*** Block opens ***
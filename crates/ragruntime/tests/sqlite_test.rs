use chrono::{Duration, Utc};
use ragcore::{Envelope, ExecutionResult, NodeExecution, NodeStatus, NodeType, RunStatus};
use ragruntime::{ResultsStore, SqliteResults};
use uuid::Uuid;

fn sample_result(workflow_id: Uuid, age_minutes: i64) -> ExecutionResult {
    let mut input = Envelope::new();
    input.insert("message", "Apa itu RAG?");
    let mut output = input.clone();
    output.insert("intent", "question");
    output.insert("route", "retrieval");

    ExecutionResult {
        id: Uuid::new_v4(),
        workflow_id,
        test_input: "Apa itu RAG?".to_string(),
        status: RunStatus::Partial,
        node_executions: vec![NodeExecution {
            node_id: Uuid::new_v4(),
            node_name: "Intent Router".to_string(),
            node_type: NodeType::Router,
            input,
            output: output.clone(),
            processing_time_seconds: 0.004,
            status: NodeStatus::Success,
            error: None,
        }],
        final_output: output,
        total_time_seconds: 0.004,
        error_message: None,
        created_at: Utc::now() - Duration::minutes(age_minutes),
    }
}

#[tokio::test]
async fn save_and_get_round_trip() {
    let store = SqliteResults::in_memory().unwrap();
    let result = sample_result(Uuid::new_v4(), 0);

    store.save(&result).await.unwrap();
    let loaded = store.get(result.id).await.unwrap().unwrap();

    assert_eq!(loaded.id, result.id);
    assert_eq!(loaded.status, RunStatus::Partial);
    assert_eq!(loaded.node_executions.len(), 1);
    assert_eq!(loaded.node_executions[0].node_type, NodeType::Router);
    // Envelope field order survives the serialize-at-boundary path
    let keys: Vec<&str> = loaded.final_output.keys().collect();
    assert_eq!(keys, vec!["message", "intent", "route"]);
}

#[tokio::test]
async fn get_missing_execution_returns_none() {
    let store = SqliteResults::in_memory().unwrap();
    assert!(store.get(Uuid::new_v4()).await.unwrap().is_none());
}

#[tokio::test]
async fn list_for_workflow_is_newest_first() {
    let store = SqliteResults::in_memory().unwrap();
    let workflow_id = Uuid::new_v4();

    let older = sample_result(workflow_id, 10);
    let newer = sample_result(workflow_id, 1);
    let unrelated = sample_result(Uuid::new_v4(), 0);
    store.save(&older).await.unwrap();
    store.save(&newer).await.unwrap();
    store.save(&unrelated).await.unwrap();

    let listed = store.list_for_workflow(workflow_id).await.unwrap();
    assert_eq!(listed.len(), 2);
    assert_eq!(listed[0].id, newer.id);
    assert_eq!(listed[1].id, older.id);
}

#[tokio::test]
async fn open_creates_the_database_file() {
    let dir = tempfile::tempdir().unwrap();
    let path = dir.path().join("runs").join("executions.db");

    let store = SqliteResults::open(&path).unwrap();
    let result = sample_result(Uuid::new_v4(), 0);
    store.save(&result).await.unwrap();
    drop(store);

    // Reopen and read back
    let store = SqliteResults::open(&path).unwrap();
    let loaded = store.get(result.id).await.unwrap().unwrap();
    assert_eq!(loaded.test_input, "Apa itu RAG?");
}
use crate::{Envelope, EventEmitter, NodeConfig, NodeError, NodeId};
use async_trait::async_trait;

/// Contract every node executor implements.
///
/// An executor receives the accumulated envelope from all prior nodes plus
/// its own parsed configuration, and returns a new envelope (conventionally
/// a superset of the one it received). Executors never mutate the envelope
/// the engine holds; the context carries an owned snapshot.
#[async_trait]
pub trait NodeExecutor: Send + Sync {
    /// Type tag this executor handles (e.g. "retriever").
    fn node_type(&self) -> &str;

    async fn execute(&self, ctx: NodeContext) -> Result<Envelope, NodeError>;
}

/// Execution context passed to each node.
pub struct NodeContext {
    pub node_id: NodeId,
    pub node_name: String,

    /// Snapshot of the envelope produced by the previous node.
    pub envelope: Envelope,

    /// Typed configuration, parsed once at workflow load.
    pub config: NodeConfig,

    /// Emitter for real-time progress events.
    pub events: EventEmitter,

    /// Cancellation signal for the run; long outbound calls should
    /// observe it and return early.
    pub cancellation: tokio_util::sync::CancellationToken,
}

impl NodeContext {
    /// The current message, required by every built-in executor.
    pub fn require_message(&self) -> Result<&str, NodeError> {
        self.envelope
            .get("message")
            .ok_or_else(|| NodeError::MissingField("message".to_string()))?
            .as_str()
            .ok_or_else(|| NodeError::InvalidFieldType {
                field: "message".to_string(),
                expected: "string".to_string(),
            })
    }
}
*** Block closes ***
• Assignment: Could the entire listing be repeated exactly as written?

• Answer area:
filename crates/ragruntime/tests/sqlite_test.rs
use chrono::{Duration, Utc};
use ragcore::{Envelope, ExecutionResult, NodeExecution, NodeStatus, NodeType, RunStatus};
use ragruntime::{ResultsStore, SqliteResults};
use uuid::Uuid;

fn sample_result(workflow_id: Uuid, age_minutes: i64) -> ExecutionResult {
    let mut input = Envelope::new();
    input.insert("message", "Apa itu RAG?");
    let mut output = input.clone();
    output.insert("intent", "question");
    output.insert("route", "retrieval");

    ExecutionResult {
        id: Uuid::new_v4(),
        workflow_id,
        test_input: "Apa itu RAG?".to_string(),
        status: RunStatus::Partial,
        node_executions: vec![NodeExecution {
            node_id: Uuid::new_v4(),
            node_name: "Intent Router".to_string(),
            node_type: NodeType::Router,
            input,
            output: output.clone(),
            processing_time_seconds: 0.004,
            status: NodeStatus::Success,
            error: None,
        }],
        final_output: output,
        total_time_seconds: 0.004,
        error_message: None,
        created_at: Utc::now() - Duration::minutes(age_minutes),
    }
}

#[tokio::test]
async fn save_and_get_round_trip() {
    let store = SqliteResults::in_memory().unwrap();
    let result = sample_result(Uuid::new_v4(), 0);

    store.save(&result).await.unwrap();
    let loaded = store.get(result.id).await.unwrap().unwrap();

    assert_eq!(loaded.id, result.id);
    assert_eq!(loaded.status, RunStatus::Partial);
    assert_eq!(loaded.node_executions.len(), 1);
    assert_eq!(loaded.node_executions[0].node_type, NodeType::Router);
    // Envelope field order survives the serialize-at-boundary path
    let keys: Vec<&str> = loaded.final_output.keys().collect();
    assert_eq!(keys, vec!["message", "intent", "route"]);
}

#[tokio::test]
async fn get_missing_execution_returns_none() {
    let store = SqliteResults::in_memory().unwrap();
    assert!(store.get(Uuid::new_v4()).await.unwrap().is_none());
}

#[tokio::test]
async fn list_for_workflow_is_newest_first() {
    let store = SqliteResults::in_memory().unwrap();
    let workflow_id = Uuid::new_v4();

    let older = sample_result(workflow_id, 10);
    let newer = sample_result(workflow_id, 1);
    let unrelated = sample_result(Uuid::new_v4(), 0);
    store.save(&older).await.unwrap();
    store.save(&newer).await.unwrap();
    store.save(&unrelated).await.unwrap();

    let listed = store.list_for_workflow(workflow_id).await.unwrap();
    assert_eq!(listed.len(), 2);
    assert_eq!(listed[0].id, newer.id);
    assert_eq!(listed[1].id, older.id);
}

#[tokio::test]
async fn open_creates_the_database_file() {
    let dir = tempfile::tempdir().unwrap();
    let path = dir.path().join("runs").join("executions.db");

    let store = SqliteResults::open(&path).unwrap();
    let result = sample_result(Uuid::new_v4(), 0);
    store.save(&result).await.unwrap();
    drop(store);

    // Reopen and read back
    let store = SqliteResults::open(&path).unwrap();
    let loaded = store.get(result.id).await.unwrap().unwrap();
    assert_eq!(loaded.test_input, "Apa itu RAG?");
}
use crate::{Envelope, EventEmitter, NodeConfig, NodeError, NodeId};
use async_trait::async_trait;

/// Contract every node executor implements.
///
/// An executor receives the accumulated envelope from all prior nodes plus
/// its own parsed configuration, and returns a new envelope (conventionally
/// a superset of the one it received). Executors never mutate the envelope
/// the engine holds; the context carries an owned snapshot.
#[async_trait]
pub trait NodeExecutor: Send + Sync {
    /// Type tag this executor handles (e.g. "retriever").
    fn node_type(&self) -> &str;

    async fn execute(&self, ctx: NodeContext) -> Result<Envelope, NodeError>;
}

/// Execution context passed to each node.
pub struct NodeContext {
    pub node_id: NodeId,
    pub node_name: String,

    /// Snapshot of the envelope produced by the previous node.
    pub envelope: Envelope,

    /// Typed configuration, parsed once at workflow load.
    pub config: NodeConfig,

    /// Emitter for real-time progress events.
    pub events: EventEmitter,

    /// Cancellation signal for the run; long outbound calls should
    /// observe it and return early.
    pub cancellation: tokio_util::sync::CancellationToken,
}

impl NodeContext {
    /// The current message, required by every built-in executor.
    pub fn require_message(&self) -> Result<&str, NodeError> {
        self.envelope
            .get("message")
            .ok_or_else(|| NodeError::MissingField("message".to_string()))?
            .as_str()
            .ok_or_else(|| NodeError::InvalidFieldType {
                field: "message".to_string(),
                expected: "string".to_string(),
            })
    }
}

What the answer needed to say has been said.